Tapi, orang Tionghoa menganggap tulosan merah jauh lebih buruk dari sekadar kemarahan. Tulisan merah adalah kutukan. Di zaman kerajaan kuno, keputusan hukuman mati bagi para terdakwa selalu ditorehkan dalam tinta merah. Melambangkan darah yang sebentar lagi akan tercecer.
Lama kelamaan kebiasan ini terus berlanjut. Orang China menggunakan tinta merah dalam menulis surat perpisahan, mengabarkan berita duka cita, atau membeberkan kutukan kematian.
Dunia arwah juga tidak menyukai warna merah.
Kembali kepada legenda Imlek. Tentang asal-usul warna merah yang dianggap sebagai hoki. Jauh sebelum masyarakat Tionghoa mengenal perayaan imlek seperti saat ini, hiduplah sesosok monster yang bernama Nian.
Nian ini hanya menampakkan diri setahun sekali. Kurang ajarnya, si moster ini memilih hari Imlek sebagai waktu kehadirannya. Ia datang menebarkan teror. Menculik warga desa untuk dijadikan persediaan santapan selama setahun.
Hingga seorang tua bijaksana datang mengusirnya. Si orang tua tersebut menggunakan tiga instrumen yang ditakuti oleh si monster, yaitu: api, kebisingan, dan warna merah.
Sejak saat itu warna merah pun dianggap sebagai warna pembawa keberuntungan. Atau dengan kata lain, hoki bagi manusia ternyata merupakan sesuatu yang tidak disukai oleh kaum setan.
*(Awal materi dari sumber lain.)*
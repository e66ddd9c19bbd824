//! Basic usage example for libhumane
//!
//! Run with: cargo run --example basic_usage

use libhumane::{DateContext, DateExt, Humane, MonthFormat, TextExt};

fn main() -> Result<(), Box<dyn std::error::Error>> {
    println!("=== Humane Library - Basic Usage Example ===\n");

    let humane = Humane::builder()
        .granularity(2)
        .month_format(MonthFormat::Full)
        .build()?;

    // 1. Intervals
    println!("1. Intervals:");
    for seconds in [0, 59, 3 * 3600 + 4 * 60, 90061, 40_000_000] {
        println!("   {:>10}s -> {}", seconds, humane.interval(seconds));
    }
    println!();

    // 2. Friendly dates, evaluated against one captured "now"
    println!("2. Friendly dates:");
    let ctx = DateContext::local();
    let now = ctx.timestamp();
    for offset in [0, 45, 3600, 3 * 86_400, 30 * 86_400, -86_400] {
        println!(
            "   now - {:>8}s -> {}",
            offset,
            humane.friendly_at(now - offset, &ctx)?
        );
    }
    println!();

    // 3. Date ranges
    println!("3. Date ranges:");
    for (start, end) in [
        ("2020-01-05", "2020-01-05"),
        ("2020-01-05", "2020-01-20"),
        ("2020-01-30", "2020-02-02"),
        ("2019-12-30", "2020-01-02"),
    ] {
        println!("   {} .. {} -> {}", start, end, humane.range_at(start, end, &ctx)?);
    }
    println!();

    // 4. Date helpers on chrono values
    println!("4. Date helpers:");
    let today = *ctx.now();
    println!("   ISO 8601:    {}", today.iso8601());
    println!("   Day of week: {}", today.day_of_week());
    println!("   Weekend:     {}", today.is_weekend());
    println!();

    // 5. Text
    println!("5. Text:");
    let title = "the lord of the rings: the return of the king";
    println!("   title case: {}", title.title_case());
    println!("   widont:     {}", title.widont());
    println!("   slugged:    {}", title.slugged());

    println!("\n=== Example Complete ===");
    Ok(())
}
//! Library configuration.
//!
//! Holds the defaults the high-level [`crate::Humane`] API applies when a
//! caller does not pass an explicit value. Configuration is loaded from a
//! YAML file and merged over the built-in defaults.

use crate::date::{DEFAULT_MAX_FRIENDLY_SECONDS, MonthFormat};
use crate::datefmt::DEFAULT_UNFRIENDLY_FORMAT;
use crate::error::{HumaneError, Result};
use crate::interval::DEFAULT_GRANULARITY;
use config::{Config as ConfigRs, File, FileFormat};
use serde::{Deserialize, Serialize};
use std::path::Path;
use tracing::debug;


/// Root configuration structure.
#[derive(Debug, Clone, Serialize, Deserialize, PartialEq, Eq, Default)]
pub struct Config {
    #[serde(default)]
    pub date: DateSettings,
}

impl Config {
    /// Parses a `Config` from a YAML string.
    ///
    /// This function is primarily used for testing.
    pub fn from_yaml_str(s: &str) -> Result<Self> {
        let builder = ConfigRs::builder()
            // Add default values
            .add_source(ConfigRs::try_from(&Config::default())?)
            // Merge with YAML string
            .add_source(File::from_str(s, FileFormat::Yaml));

        Self::from_builder(builder, None)
    }

    /// Loads a `Config` from an optional file path.
    ///
    /// Without a path the built-in defaults are returned. A path that does
    /// not exist is an error.
    pub fn load(path: Option<&Path>) -> Result<Self> {
        let mut builder = ConfigRs::builder()
            // Add default values
            .add_source(ConfigRs::try_from(&Config::default())?);

        if let Some(p) = path {
            if !p.exists() {
                return Err(HumaneError::config(
                    "Configuration file not found",
                    Some(p.display().to_string()),
                ));
            }
            debug!(path = %p.display(), "loading configuration file");
            builder = builder.add_source(File::from(p).required(true));
        }

        Self::from_builder(builder, path)
    }

    /// Creates a `Config` from a `config::ConfigBuilder`.
    fn from_builder(
        builder: config::ConfigBuilder<config::builder::DefaultState>,
        path: Option<&Path>,
    ) -> Result<Self> {
        builder
            .build()
            .and_then(|cfg| cfg.try_deserialize())
            .map_err(|e| {
                HumaneError::config_with_source(
                    "Failed to deserialize configuration".to_string(),
                    path.map(|p| p.display().to_string()),
                    e,
                )
            })
    }
}

/// Defaults for the date formatters.
#[derive(Debug, Clone, Serialize, Deserialize, PartialEq, Eq)]
pub struct DateSettings {
    /// Number of unit phrases in an interval.
    #[serde(default = "default_granularity")]
    pub granularity: i64,

    /// Age in seconds after which a date is shown absolutely.
    #[serde(default = "default_max_friendly_seconds")]
    pub max_friendly_seconds: i64,

    /// Token layout for absolute dates.
    #[serde(default = "default_unfriendly_format")]
    pub unfriendly_format: String,

    /// Month name style in ranges.
    #[serde(default)]
    pub month_format: MonthFormat,
}

impl Default for DateSettings {
    fn default() -> Self {
        Self {
            granularity: default_granularity(),
            max_friendly_seconds: default_max_friendly_seconds(),
            unfriendly_format: default_unfriendly_format(),
            month_format: MonthFormat::default(),
        }
    }
}

fn default_granularity() -> i64 {
    DEFAULT_GRANULARITY
}

fn default_max_friendly_seconds() -> i64 {
    DEFAULT_MAX_FRIENDLY_SECONDS // 1 week
}

fn default_unfriendly_format() -> String {
    DEFAULT_UNFRIENDLY_FORMAT.to_string()
}
//! Interval formatting.
//!
//! Turns a duration in seconds into a bounded-granularity phrase such as
//! `"3 hours 4 minutes"`, largest unit first.


/// Number of unit phrases shown when the caller does not choose.
pub const DEFAULT_GRANULARITY: i64 = 2;

/// Returned when no unit fits the duration.
pub const ZERO_INTERVAL: &str = "0 seconds";

/// A single row of the unit table.
#[derive(Debug, Clone, Copy, PartialEq, Eq)]
pub struct Unit {
    /// Phrase used when the count is exactly one.
    pub singular: &'static str,
    /// Phrase template for every other count; `:count` is substituted.
    pub plural: &'static str,
    /// Length of one unit in seconds.
    pub seconds: u64,
}

impl Unit {
    const fn new(singular: &'static str, plural: &'static str, seconds: u64) -> Self {
        Self {
            singular,
            plural,
            seconds,
        }
    }

    /// Renders `count` of this unit.
    pub fn phrase(&self, count: u64) -> String {
        if count == 1 {
            self.singular.to_string()
        } else {
            self.plural.replace(":count", &count.to_string())
        }
    }
}

/// Units in decomposition order, strictly descending by length.
pub const UNIT_TABLE: [Unit; 6] = [
    Unit::new("1 year", ":count years", 31_536_000),
    Unit::new("1 week", ":count weeks", 604_800),
    Unit::new("1 day", ":count days", 86_400),
    Unit::new("1 hour", ":count hours", 3_600),
    Unit::new("1 minute", ":count minutes", 60),
    Unit::new("1 second", ":count seconds", 1),
];

/// Formats an interval with the requested granularity.
///
/// The sign of `seconds` is ignored. At most `granularity` unit phrases are
/// produced; a granularity of zero or less produces none, which renders as
/// `"0 seconds"` just like a sub-second duration.
///
/// # Examples
///
/// ```
/// use libhumane::interval::format_interval;
///
/// assert_eq!(format_interval(3 * 3600 + 4 * 60, 2), "3 hours 4 minutes");
/// assert_eq!(format_interval(90061, 2), "1 day 1 hour");
/// assert_eq!(format_interval(-59, 2), "59 seconds");
/// assert_eq!(format_interval(0, 2), "0 seconds");
/// ```
pub fn format_interval(seconds: i64, granularity: i64) -> String {
    let mut remaining = seconds.unsigned_abs();
    let mut budget = granularity;
    let mut phrases: Vec<String> = Vec::new();

    for unit in UNIT_TABLE.iter() {
        if budget <= 0 {
            break;
        }
        if remaining >= unit.seconds {
            let count = remaining / unit.seconds;
            phrases.push(unit.phrase(count));
            remaining %= unit.seconds;
            budget -= 1;
        }
    }

    if phrases.is_empty() {
        ZERO_INTERVAL.to_string()
    } else {
        phrases.join(" ")
    }
}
Nah, saya kemudian menghubungkan warna merah dengan jimat pengusir setan (Fu). Tinta merah yang menyala, ditorehkan di atas kertas kuning. Ditempelkan di depan rumah atau disisipkan ke dalam dompet. Konon hantu akan takut mendekati.
Tidak heran jika hantu bergaun merah hidupnya resah. Ia menggunakan warna merah yang memang tidak disenangi oleh kaumnya. Lalu apakah ini adalah alasan utama mengapa si gaun merah adalah hantu yang membahayakan?
Entahlah... Karena bagi saya, warna merah bukanlah penyebab. Ia hanyalah pengingat saja.